[Opening MATERIAL SHOWN section]
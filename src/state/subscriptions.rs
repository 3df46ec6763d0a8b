//! Per-match subscription index mapping normalized match keys to the set of
//! connections interested in that match.

use std::collections::HashSet;
use std::fmt;

use dashmap::DashMap;

use crate::state::registry::ClientId;

/// Canonical subscription key for a match.
///
/// Clients may send a match identifier as a JSON string or number; both
/// collapse to the same trimmed string key. Any non-empty trimmed string is
/// accepted — the key is deliberately not validated as a well-formed integer.
#[derive(Debug, Clone, PartialEq, Eq, Hash)]
pub struct MatchKey(String);

impl MatchKey {
    /// Normalize a raw client-supplied identifier into a key.
    ///
    /// Returns `None` when the value is empty after trimming.
    pub fn normalize(raw: &str) -> Option<Self> {
        let trimmed = raw.trim();
        if trimmed.is_empty() {
            None
        } else {
            Some(Self(trimmed.to_string()))
        }
    }

    /// Key for a stored match identifier.
    pub fn from_id(id: i64) -> Self {
        Self(id.to_string())
    }

    /// String form of the key.
    pub fn as_str(&self) -> &str {
        &self.0
    }
}

impl fmt::Display for MatchKey {
    fn fmt(&self, f: &mut fmt::Formatter<'_>) -> fmt::Result {
        f.write_str(&self.0)
    }
}

/// Index of live subscriptions keyed by match.
///
/// A key whose subscriber set becomes empty is removed immediately so the
/// index never accumulates stale entries. Mutated only by the per-connection
/// command handler and by registry eviction cleanup.
#[derive(Default)]
pub struct SubscriptionIndex {
    topics: DashMap<MatchKey, HashSet<ClientId>>,
}

impl SubscriptionIndex {
    /// Create an empty index.
    pub fn new() -> Self {
        Self::default()
    }

    /// Add `client` to the subscriber set of `key`.
    pub fn subscribe(&self, key: MatchKey, client: ClientId) {
        self.topics.entry(key).or_default().insert(client);
    }

    /// Remove `client` from the subscriber set of `key`.
    ///
    /// Idempotent: unsubscribing an absent client, or from an unknown key,
    /// is a no-op.
    pub fn unsubscribe(&self, key: &MatchKey, client: ClientId) {
        let emptied = match self.topics.get_mut(key) {
            Some(mut subscribers) => {
                subscribers.remove(&client);
                subscribers.is_empty()
            }
            None => return,
        };

        if emptied {
            self.topics.remove_if(key, |_, subscribers| subscribers.is_empty());
        }
    }

    /// Remove `client` from every subscriber set, dropping emptied keys.
    ///
    /// Called when a connection closes or is evicted.
    pub fn cleanup(&self, client: ClientId) {
        let keys: Vec<MatchKey> = self
            .topics
            .iter()
            .filter(|entry| entry.value().contains(&client))
            .map(|entry| entry.key().clone())
            .collect();

        for key in keys {
            self.unsubscribe(&key, client);
        }
    }

    /// Snapshot of the subscribers currently registered for `key`.
    pub fn subscribers_of(&self, key: &MatchKey) -> Vec<ClientId> {
        self.topics
            .get(key)
            .map(|subscribers| subscribers.iter().copied().collect())
            .unwrap_or_default()
    }

    /// Number of match keys currently tracked.
    pub fn tracked_matches(&self) -> usize {
        self.topics.len()
    }

    /// Drop every subscription. Used during process shutdown.
    pub fn clear(&self) {
        self.topics.clear();
    }
}

#[cfg(test)]
mod tests {
    use uuid::Uuid;

    use super::*;

    #[test]
    fn normalization_trims_and_rejects_empty() {
        assert_eq!(MatchKey::normalize(" 7 "), Some(MatchKey::from_id(7)));
        assert_eq!(MatchKey::normalize("abc").unwrap().as_str(), "abc");
        assert_eq!(MatchKey::normalize("   "), None);
        assert_eq!(MatchKey::normalize(""), None);
    }

    #[test]
    fn numeric_and_string_forms_collide() {
        let index = SubscriptionIndex::new();
        let client = Uuid::new_v4();

        index.subscribe(MatchKey::normalize("7").unwrap(), client);
        assert_eq!(index.subscribers_of(&MatchKey::from_id(7)), vec![client]);
        assert_eq!(index.tracked_matches(), 1);
    }

    #[test]
    fn unsubscribe_is_idempotent() {
        let index = SubscriptionIndex::new();
        let key = MatchKey::from_id(1);
        let client = Uuid::new_v4();

        // Never subscribed: no-op.
        index.unsubscribe(&key, client);

        index.subscribe(key.clone(), client);
        index.unsubscribe(&key, client);
        index.unsubscribe(&key, client);
        assert!(index.subscribers_of(&key).is_empty());
        assert_eq!(index.tracked_matches(), 0);
    }

    #[test]
    fn last_unsubscribe_drops_the_key() {
        let index = SubscriptionIndex::new();
        let key = MatchKey::from_id(42);
        let first = Uuid::new_v4();
        let second = Uuid::new_v4();

        index.subscribe(key.clone(), first);
        index.subscribe(key.clone(), second);
        index.unsubscribe(&key, first);
        assert_eq!(index.tracked_matches(), 1);

        index.unsubscribe(&key, second);
        assert_eq!(index.tracked_matches(), 0);
    }

    #[test]
    fn cleanup_removes_client_from_every_key() {
        let index = SubscriptionIndex::new();
        let leaving = Uuid::new_v4();
        let staying = Uuid::new_v4();

        index.subscribe(MatchKey::from_id(1), leaving);
        index.subscribe(MatchKey::from_id(2), leaving);
        index.subscribe(MatchKey::from_id(2), staying);

        index.cleanup(leaving);

        assert!(index.subscribers_of(&MatchKey::from_id(1)).is_empty());
        assert_eq!(index.subscribers_of(&MatchKey::from_id(2)), vec![staying]);
        // Key 1 lost its last subscriber and must be gone entirely.
        assert_eq!(index.tracked_matches(), 1);
    }

    #[test]
    fn repeated_subscribe_cleanup_cycles_leave_no_residue() {
        let index = SubscriptionIndex::new();

        for round in 0..100 {
            let client = Uuid::new_v4();
            index.subscribe(MatchKey::from_id(round % 5), client);
            index.cleanup(client);
        }

        assert_eq!(index.tracked_matches(), 0);
    }

    #[test]
    fn client_may_subscribe_to_many_matches() {
        let index = SubscriptionIndex::new();
        let client = Uuid::new_v4();

        index.subscribe(MatchKey::from_id(1), client);
        index.subscribe(MatchKey::from_id(2), client);
        index.subscribe(MatchKey::from_id(3), client);

        assert_eq!(index.tracked_matches(), 3);
        for id in 1..=3 {
            assert_eq!(index.subscribers_of(&MatchKey::from_id(id)), vec![client]);
        }
    }
}
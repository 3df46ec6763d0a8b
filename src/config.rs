//! Application-level configuration loaded from the environment at startup.

use std::{env, net::IpAddr, time::Duration};

use tracing::{info, warn};

/// Default TCP port the server listens on.
const DEFAULT_PORT: u16 = 8000;
/// Default MongoDB connection string used when `MONGO_URI` is unset.
const DEFAULT_MONGO_URI: &str = "mongodb://localhost:27017";
/// Default heartbeat sweep period in seconds.
const DEFAULT_HEARTBEAT_SECS: u64 = 30;
/// Default status sync period in seconds.
const DEFAULT_STATUS_SYNC_SECS: u64 = 60;
/// Default per-message WebSocket payload cap.
const DEFAULT_MAX_FRAME_BYTES: usize = 1024 * 1024;
/// Default HTTP rate budget: requests per window.
const DEFAULT_HTTP_RATE_MAX: usize = 50;
/// Default HTTP rate window in seconds.
const DEFAULT_HTTP_RATE_WINDOW_SECS: u64 = 10;
/// Default WebSocket upgrade rate budget: attempts per window.
const DEFAULT_WS_RATE_MAX: usize = 5;
/// Default WebSocket upgrade rate window in seconds.
const DEFAULT_WS_RATE_WINDOW_SECS: u64 = 2;

#[derive(Debug, Clone)]
/// Immutable runtime configuration shared across the application.
pub struct AppConfig {
    /// TCP port the HTTP server binds to.
    pub port: u16,
    /// MongoDB connection string.
    pub mongo_uri: String,
    /// MongoDB database name override.
    pub mongo_db: Option<String>,
    /// Period between heartbeat sweeps of the connection registry.
    pub heartbeat_interval: Duration,
    /// Period between status sync ticks.
    pub status_sync_interval: Duration,
    /// Largest WebSocket message accepted from a client.
    pub max_frame_bytes: usize,
    /// Whether the connection gatekeeper is active.
    pub rate_limiting_enabled: bool,
    /// Sliding window applied to HTTP requests per peer address.
    pub http_rate_window: Duration,
    /// Maximum HTTP requests allowed per peer inside the window.
    pub http_rate_max: usize,
    /// Sliding window applied to WebSocket upgrades per peer address.
    pub ws_rate_window: Duration,
    /// Maximum WebSocket upgrades allowed per peer inside the window.
    pub ws_rate_max: usize,
    /// Peer addresses rejected outright by the gatekeeper.
    pub blocked_ips: Vec<IpAddr>,
}

impl AppConfig {
    /// Load the configuration from environment variables, falling back to
    /// built-in defaults for anything unset or unparseable.
    pub fn from_env() -> Self {
        let config = Self {
            port: env_parse("PORT", DEFAULT_PORT),
            mongo_uri: env::var("MONGO_URI").unwrap_or_else(|_| DEFAULT_MONGO_URI.into()),
            mongo_db: env::var("MONGO_DB").ok().filter(|value| !value.is_empty()),
            heartbeat_interval: Duration::from_secs(env_parse(
                "HEARTBEAT_INTERVAL_SECS",
                DEFAULT_HEARTBEAT_SECS,
            )),
            status_sync_interval: Duration::from_secs(env_parse(
                "STATUS_SYNC_INTERVAL_SECS",
                DEFAULT_STATUS_SYNC_SECS,
            )),
            max_frame_bytes: env_parse("WS_MAX_FRAME_BYTES", DEFAULT_MAX_FRAME_BYTES),
            rate_limiting_enabled: env_flag("RATE_LIMITING_ENABLED", true),
            http_rate_window: Duration::from_secs(env_parse(
                "HTTP_RATE_WINDOW_SECS",
                DEFAULT_HTTP_RATE_WINDOW_SECS,
            )),
            http_rate_max: env_parse("HTTP_RATE_MAX", DEFAULT_HTTP_RATE_MAX),
            ws_rate_window: Duration::from_secs(env_parse(
                "WS_RATE_WINDOW_SECS",
                DEFAULT_WS_RATE_WINDOW_SECS,
            )),
            ws_rate_max: env_parse("WS_RATE_MAX", DEFAULT_WS_RATE_MAX),
            blocked_ips: env_ip_list("BLOCKED_IPS"),
        };

        info!(
            port = config.port,
            heartbeat_secs = config.heartbeat_interval.as_secs(),
            status_sync_secs = config.status_sync_interval.as_secs(),
            rate_limiting = config.rate_limiting_enabled,
            "loaded configuration"
        );

        config
    }
}

impl Default for AppConfig {
    fn default() -> Self {
        Self {
            port: DEFAULT_PORT,
            mongo_uri: DEFAULT_MONGO_URI.into(),
            mongo_db: None,
            heartbeat_interval: Duration::from_secs(DEFAULT_HEARTBEAT_SECS),
            status_sync_interval: Duration::from_secs(DEFAULT_STATUS_SYNC_SECS),
            max_frame_bytes: DEFAULT_MAX_FRAME_BYTES,
            rate_limiting_enabled: true,
            http_rate_window: Duration::from_secs(DEFAULT_HTTP_RATE_WINDOW_SECS),
            http_rate_max: DEFAULT_HTTP_RATE_MAX,
            ws_rate_window: Duration::from_secs(DEFAULT_WS_RATE_WINDOW_SECS),
            ws_rate_max: DEFAULT_WS_RATE_MAX,
            blocked_ips: Vec::new(),
        }
    }
}

/// Parse an environment variable, logging and falling back on bad input.
fn env_parse<T>(key: &str, default: T) -> T
where
    T: std::str::FromStr + Copy,
{
    match env::var(key) {
        Ok(raw) => match raw.parse() {
            Ok(value) => value,
            Err(_) => {
                warn!(key, value = %raw, "ignoring unparseable environment variable");
                default
            }
        },
        Err(_) => default,
    }
}

/// Interpret an environment variable as a boolean flag.
fn env_flag(key: &str, default: bool) -> bool {
    match env::var(key) {
        Ok(raw) => !matches!(raw.trim(), "0" | "false" | "off" | "no"),
        Err(_) => default,
    }
}

/// Parse a comma-separated list of IP addresses, skipping invalid entries.
fn env_ip_list(key: &str) -> Vec<IpAddr> {
    let Ok(raw) = env::var(key) else {
        return Vec::new();
    };

    raw.split(',')
        .filter_map(|entry| {
            let entry = entry.trim();
            if entry.is_empty() {
                return None;
            }
            match entry.parse() {
                Ok(addr) => Some(addr),
                Err(_) => {
                    warn!(key, entry, "skipping unparseable blocked address");
                    None
                }
            }
        })
        .collect()
}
[Closing MATERIAL SHOWN section]
TASK TO CARRY OUT - Across all the records above, find each line with "WebSocket" in it and copy it.

ANSWER -
/// Default per-message WebSocket payload cap.
/// Default WebSocket upgrade rate budget: attempts per window.
/// Default WebSocket upgrade rate window in seconds.
    /// Largest WebSocket message accepted from a client.
    /// Sliding window applied to WebSocket upgrades per peer address.
    /// Maximum WebSocket upgrades allowed per peer inside the window.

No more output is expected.